* **Directions**: The lines needed are those below that contain the word "false"; copy each one.

* **Extracted entries**:
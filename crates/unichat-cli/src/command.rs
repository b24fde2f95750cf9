//! Input line parsing.
//!
//! Lines starting with `/` are commands; anything else is a message for the
//! open conversation.

use thiserror::Error;
use unichat_proto::{ConversationId, MessageId, UserId, payloads::DeleteScope};

/// One parsed input line.
#[derive(Debug, Clone, PartialEq, Eq)]
pub enum Command {
    /// Send text to the open conversation
    Say(String),
    /// Open a conversation
    Open(ConversationId),
    /// Close the open conversation
    Close,
    /// Keystroke for the typing indicator
    Typing,
    /// End the typing indicator now
    StopTyping,
    /// Report a peer's message as seen
    Seen {
        /// Message
        message_id: MessageId,
        /// Its author
        sender: UserId,
    },
    /// Delete a message
    Delete {
        /// Message
        message_id: MessageId,
        /// Who it is deleted for
        scope: DeleteScope,
    },
    /// Announce presence
    Presence(bool),
    /// Force a reconnect
    Reconnect,
    /// Print the open conversation's messages
    History,
    /// Print command help
    Help,
    /// Exit
    Quit,
}

/// Reasons a line is not a command.
#[derive(Error, Debug, Clone, PartialEq, Eq)]
pub enum CommandError {
    /// Unknown command name
    #[error("unknown command /{0}, try /help")]
    Unknown(String),

    /// Wrong arguments
    #[error("usage: {0}")]
    Usage(&'static str),

    /// Blank line
    #[error("nothing to send")]
    Empty,
}

pub const HELP: &str = "\
/open <conversation>          open a conversation
/close                        close it
/typing, /stop                typing indicator on, off
/seen <message> <sender>      mark a peer's message seen
/delete <message> [everyone]  delete for yourself or everyone
/online, /offline             announce presence
/history                      list messages
/reconnect                    force a reconnect
/quit                         exit
anything else is sent to the open conversation";

impl Command {
    /// Parse one input line.
    ///
    /// # Errors
    ///
    /// - `CommandError::Empty` for a blank line
    /// - `CommandError::Unknown` for an unrecognized `/command`
    /// - `CommandError::Usage` when arguments are missing or extra
    pub fn parse(line: &str) -> Result<Self, CommandError> {
        let line = line.trim();
        if line.is_empty() {
            return Err(CommandError::Empty);
        }
        let Some(command) = line.strip_prefix('/') else {
            return Ok(Self::Say(line.to_owned()));
        };

        let parts: Vec<&str> = command.split_whitespace().collect();
        let name = parts.first().copied().unwrap_or("");
        let args = parts.get(1..).unwrap_or_default();

        match (name, args) {
            ("open", [conversation]) => Ok(Self::Open((*conversation).into())),
            ("open", _) => Err(CommandError::Usage("/open <conversation>")),
            ("close", []) => Ok(Self::Close),
            ("typing", []) => Ok(Self::Typing),
            ("stop", []) => Ok(Self::StopTyping),
            ("seen", [message, sender]) => {
                Ok(Self::Seen { message_id: (*message).into(), sender: (*sender).into() })
            },
            ("seen", _) => Err(CommandError::Usage("/seen <message> <sender>")),
            ("delete", [message]) => {
                Ok(Self::Delete { message_id: (*message).into(), scope: DeleteScope::ForMe })
            },
            ("delete", [message, "everyone"]) => {
                Ok(Self::Delete { message_id: (*message).into(), scope: DeleteScope::ForEveryone })
            },
            ("delete", _) => Err(CommandError::Usage("/delete <message> [everyone]")),
            ("online", []) => Ok(Self::Presence(true)),
            ("offline", []) => Ok(Self::Presence(false)),
            ("history", []) => Ok(Self::History),
            ("reconnect", []) => Ok(Self::Reconnect),
            ("help" | "h", _) => Ok(Self::Help),
            ("quit" | "q", _) => Ok(Self::Quit),
            (
                "close" | "typing" | "stop" | "online" | "offline" | "history" | "reconnect",
                _,
            ) => Err(CommandError::Usage("command takes no arguments")),
            (other, _) => Err(CommandError::Unknown(other.to_owned())),
        }
    }
}
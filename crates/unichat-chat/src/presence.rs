//! Peer presence, last writer wins on timestamp.

use std::collections::HashMap;

use unichat_proto::UserId;

/// Presence of one user.
#[derive(Debug, Clone, Copy, PartialEq, Eq)]
pub struct Presence {
    /// Whether the user is online
    pub online: bool,
    /// Unix milliseconds of the update that set this
    pub updated_at: u64,
}

/// Presence of every known user.
#[derive(Debug, Clone, Default)]
pub struct PresenceBook {
    users: HashMap<UserId, Presence>,
}

impl PresenceBook {
    /// Create an empty book.
    #[must_use]
    pub fn new() -> Self {
        Self::default()
    }

    /// Presence of `user`, if any update was seen.
    #[must_use]
    pub fn get(&self, user: &UserId) -> Option<Presence> {
        self.users.get(user).copied()
    }

    /// Apply an update stamped `updated_at`.
    ///
    /// Older updates are ignored; an equal timestamp accepts the later
    /// arrival. Returns `true` if the online flag changed.
    pub fn apply(&mut self, user: &UserId, online: bool, updated_at: u64) -> bool {
        match self.users.get_mut(user) {
            Some(current) if updated_at < current.updated_at => false,
            Some(current) => {
                let changed = current.online != online;
                *current = Presence { online, updated_at };
                changed
            },
            None => {
                self.users.insert(user.clone(), Presence { online, updated_at });
                true
            },
        }
    }
}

* **Completed exercise**:
            ("offline", []) => Ok(Self::Presence(false)),
            Some(current) if updated_at < current.updated_at => false,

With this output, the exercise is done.